The Office of National Statistics states that the average household debt in the UK is £12,887, excluding what is owed on mortgages ………. Wow!
What is making things worse is the ease with which people can obtain unsecured loans at exorbitant interest rates; for example, one online loan company charges 1,286% APR, another 1,291% and yet another 1,575%. This is criminal, and evil.
People can get into debt for many reasons, but once in that position they become monetary slaves of those to whom they owe money. This can result in misery, fear and acute worry. However, there are places where help can be found, such as StepChange* which offers free impartial advice for getting debt under control. National Debt Advice** also gives expert help for writing off up to 85% of debt and for facilitating low monthly payments, so that the borrower does not need to take out any more loans while paying back his debt.
Now, how can these things be looked at from the perspective of biblical teaching on the subject of debt?
Firstly, if possible, never take out a loan that you know you can not pay back. In fact, it is better to never borrow money (Romans 13:8).

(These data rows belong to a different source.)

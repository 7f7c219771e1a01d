pub mod auditor;
pub mod classifier;
pub mod execution;
pub mod feeds;
pub mod metrics;
pub mod orchestrator;
pub mod store;
pub mod watermark;
use common::types::WalletPnl;

/// Standing bucket derived from lifetime PnL. Thresholds are fixed.
#[derive(Debug, Clone, Copy, PartialEq, Eq)]
pub enum Standing {
    Elite,
    Profitable,
    NeedsGrowth,
}

impl Standing {
    pub fn from_pnl(pnl_usd: f64) -> Self {
        if pnl_usd > 1000.0 {
            Self::Elite
        } else if pnl_usd > 0.0 {
            Self::Profitable
        } else {
            Self::NeedsGrowth
        }
    }

    pub fn as_str(&self) -> &'static str {
        match self {
            Self::Elite => "ELITE",
            Self::Profitable => "PROFITABLE",
            Self::NeedsGrowth => "NEEDS GROWTH",
        }
    }
}

impl std::fmt::Display for Standing {
    fn fmt(&self, f: &mut std::fmt::Formatter<'_>) -> std::fmt::Result {
        f.write_str(self.as_str())
    }
}

/// The result of auditing one wallet.
#[derive(Debug, Clone, Copy)]
pub struct AuditReport {
    pub pnl_usd: f64,
    pub score: f64,
    pub standing: Standing,
}

impl AuditReport {
    /// A wallet the analytics feed knows nothing about audits as neutral,
    /// not as an error.
    pub fn from_pnl(pnl: Option<WalletPnl>) -> Self {
        let pnl_usd = pnl.map_or(0.0, |p| p.total_usd);
        Self {
            pnl_usd,
            score: zer_score(pnl_usd),
            standing: Standing::from_pnl(pnl_usd),
        }
    }

    /// Reply body for a mention audit. Kept under the cast length limit.
    pub fn reply_text(&self, author: &str) -> String {
        format!(
            "@{author} Identity resolved.\nZer Score: {:.1}/100\nLifetime PnL: ${:.2}\nStanding: {}",
            self.score, self.pnl_usd, self.standing
        )
    }
}

/// Reputation score on a 0..=100 scale, centered at 50 for zero PnL.
/// Log-compressed so a 10x PnL difference moves the score by a constant
/// 10 points, in either direction.
pub fn zer_score(pnl_usd: f64) -> f64 {
    let magnitude = (pnl_usd.abs() + 1.0).log10() * 10.0;
    let raw = if pnl_usd >= 0.0 {
        50.0 + magnitude
    } else {
        50.0 - magnitude
    };
    raw.clamp(0.0, 100.0)
}
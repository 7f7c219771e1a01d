use serde::Deserialize;

/// Trade direction as observed in a watched wallet's feed.
#[derive(Debug, Clone, Copy, PartialEq, Eq)]
pub enum Side {
    Buy,
    Sell,
}

impl Side {
    pub fn as_str(&self) -> &'static str {
        match self {
            Self::Buy => "BUY",
            Self::Sell => "SELL",
        }
    }
}

impl std::fmt::Display for Side {
    fn fmt(&self, f: &mut std::fmt::Formatter<'_>) -> std::fmt::Result {
        f.write_str(self.as_str())
    }
}

/// Transaction from the Zerion wallet transactions endpoint.
/// Most-recent-first when requested with `sort=-mined_at`.
#[derive(Debug, Clone, Deserialize)]
pub struct ZerionTx {
    pub attributes: ZerionTxAttributes,
    pub relationships: Option<ZerionTxRelationships>,
}

#[derive(Debug, Clone, Deserialize)]
pub struct ZerionTxAttributes {
    pub hash: Option<String>,
    pub operation_type: Option<String>,
    pub status: Option<String>,
    pub mined_at: Option<String>,
    #[serde(default)]
    pub transfers: Vec<ZerionTransfer>,
}

#[derive(Debug, Clone, Deserialize)]
pub struct ZerionTransfer {
    pub direction: Option<String>,
    pub fungible_info: Option<FungibleInfo>,
}

#[derive(Debug, Clone, Deserialize)]
pub struct FungibleInfo {
    pub symbol: Option<String>,
    #[serde(default)]
    pub implementations: Vec<FungibleImplementation>,
}

#[derive(Debug, Clone, Deserialize)]
pub struct FungibleImplementation {
    pub address: Option<String>,
    pub chain_id: Option<String>,
}

#[derive(Debug, Clone, Deserialize)]
pub struct ZerionTxRelationships {
    pub chain: Option<Relationship>,
    pub dapp: Option<Relationship>,
}

#[derive(Debug, Clone, Deserialize)]
pub struct Relationship {
    pub data: Option<RelationshipData>,
}

#[derive(Debug, Clone, Deserialize)]
pub struct RelationshipData {
    pub id: String,
}

impl ZerionTx {
    /// Chain identifier from the relationship block, e.g. "base", "ethereum".
    pub fn chain_id(&self) -> Option<&str> {
        self.relationships
            .as_ref()?
            .chain
            .as_ref()?
            .data
            .as_ref()
            .map(|d| d.id.as_str())
    }

    /// Decentralized-exchange identifier, when Zerion attributes one.
    pub fn dapp_id(&self) -> Option<&str> {
        self.relationships
            .as_ref()?
            .dapp
            .as_ref()?
            .data
            .as_ref()
            .map(|d| d.id.as_str())
    }
}

/// Lifetime profit/loss for a wallet, realized + unrealized combined.
#[derive(Debug, Clone, Copy, PartialEq)]
pub struct WalletPnl {
    pub total_usd: f64,
}

/// Token metadata from the Zerion fungibles endpoint.
#[derive(Debug, Clone, Default)]
pub struct TokenMeta {
    pub verified: bool,
    pub market_cap: f64,
    pub volume_24h: f64,
}

/// Trending fungible asset, used for the best-effort market refresh.
#[derive(Debug, Clone)]
pub struct TrendingToken {
    pub symbol: String,
    pub name: String,
    pub price_change_1d: f64,
}

/// A social mention of the agent, already flattened from the Neynar
/// notification envelope. `address` is the author's first verified wallet.
#[derive(Debug, Clone)]
pub struct Mention {
    pub hash: String,
    pub author: String,
    pub address: Option<String>,
    pub text: String,
}

/// Keyword search hit from the social feed.
#[derive(Debug, Clone)]
pub struct CastLead {
    pub author: String,
    pub address: Option<String>,
    pub text: String,
}

/// Outcome of posting a cast or reply.
#[derive(Debug, Clone)]
pub struct PostReceipt {
    pub success: bool,
    pub id: Option<String>,
}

Borrowing ‘things’ is different, because they can be returned without incurring debt; however, the borrower has a responsibility to look after them (Deuteronomy 22:1-4). In respect of borrowing ‘things’, Jesus commands us to “Give to him who asks you, and from him who wants to borrow from you do not turn away (Matthew 5:42).”
Mortgages are different, too, because one has to have a roof over one’s head, and it makes more sense to buy than to rent. When a mortgage is granted, the mortgagee must satisfy himself that he has the means to repay the loan. I remember back to when I first took out a mortgage, I had to prove to the building society that I had sufficient regular income for making monthly payments over the agreed number of years for paying off the loan and interest.
The greatest debt a Christian owes, but of which he is never required to repay, is his debt to Jesus for dying on a cross in his place (Romans 5:6-10; 8:32), and for giving him eternal life (John 3:16). Jesus sets the believer free of all debt (Romans 6:18), and I am reminded of these words of the Lord’s prayer, ‘Forgive us our trespasses as we forgive those who trespass against us.’ Matthew 6:12 replaces ‘trespasses’ with ‘debts’: ‘And forgive us our debts, as we forgive our debtors’. Luke 11:4 goes as follows: ‘And forgive us our sins (Ephesians 1:7), for we also forgive everyone who is indebted to us.’
Therefore, when it comes to unpaid debts, the Christian lender’s response must be forgiveness (Matthew 18:21-35) just as Jesus forgives repentant sinners for their sins (Luke 5:22-24; 1 John 1:9).